Although Marina was joking about it, she wasn't exaggerating that much.
Over Spring Break I visited Moscow with a group organized by UNC's School of Journalism. When not sipping Smirnoff or hitchhiking around the city (it's legal and encouraged), we learned a little about Russian media and culture. And let me tell you, comrades, Russians (at least Muscovites) are serious about culture.
Everywhere in Moscow there are squares and monuments named for the classic Russian authors. One girl in a bar even told me "You look very much like our poet Pushkin."
Wow. Can you imagine meeting some girl at He's Not telling you with a straight face "You know, you look just like e. e. cummings?" In a word, nyet.
So our Russian hosts decided we Americans needed a little cultural schooling and had gotten us tickets for the ballet "Spartacus" -- at the world-famous Bolshoi Theater.
As we emerged from the metro and trudged through the muddy snow to the beautiful theater, the cloud of dread that was hanging over me began to lift a little. "This looks like a nice place, full of really comfortable seats," I thought. "I'm sure I'll be able to get a good, long nap."

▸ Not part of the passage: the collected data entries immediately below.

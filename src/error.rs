use thiserror::Error;

/// Convenience result type for import operations.
pub type ImportResult<T> = Result<T, ImportError>;

/// Error type returned by intake and configuration functions.
///
/// These are the structural failures that abort an import before any row is processed.
/// Per-row problems never surface here; they are collected in a
/// [`crate::pipeline::ValidationReport`].
#[derive(Debug, Error)]
pub enum ImportError {
    /// Underlying I/O error (e.g. file not found, permission denied).
    #[error("io error: {0}")]
    Io(#[from] std::io::Error),

    #[cfg(feature = "excel")]
    /// Workbook error (feature-gated behind `excel`).
    #[error("excel error: {0}")]
    Excel(#[from] calamine::Error),

    /// CSV reader/writer error.
    #[error("csv error: {0}")]
    Csv(#[from] csv::Error),

    /// JSON input could not be parsed.
    #[error("json error: {0}")]
    Json(#[from] serde_json::Error),

    /// Configuration file could not be parsed.
    #[error("config error: {0}")]
    Config(#[from] toml::de::Error),

    /// The input does not have the shape an import needs (no header row, missing required
    /// columns, unknown format, etc.).
    #[error("schema mismatch: {message}")]
    SchemaMismatch { message: String },
}

/// Error returned by a [`crate::store::RecordStore`] when an insert is rejected.
#[derive(Debug, Error)]
pub enum StoreError {
    /// Another record already holds this unique key.
    #[error("unique constraint violated on '{field}' (value='{value}')")]
    UniqueViolation { field: String, value: String },

    #[error("store io error: {0}")]
    Io(#[from] std::io::Error),

    #[error("store json error: {0}")]
    Json(#[from] serde_json::Error),
}

/// A validated [`crate::types::NormalizedRecord`] could not be turned into a typed record.
#[derive(Debug, Error, Clone, PartialEq, Eq)]
pub enum RecordError {
    #[error("missing value for '{field}'")]
    Missing { field: String },

    #[error("invalid value for '{field}': {message}")]
    Invalid { field: String, message: String },
}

We arrived 10 minutes late and were herded through the theater, down red carpets and under chandeliers to our seats -- at the very back of the very top balcony.
Somewhere in the distance down below, the dancers were prancing around the stage like wounded gazelles. Their outfits were embarrassingly tight. The whole thing just seemed too froofy. And the heat at the top of the theater was stifling. I could feel myself sinking into dreams of Anna Kournikova.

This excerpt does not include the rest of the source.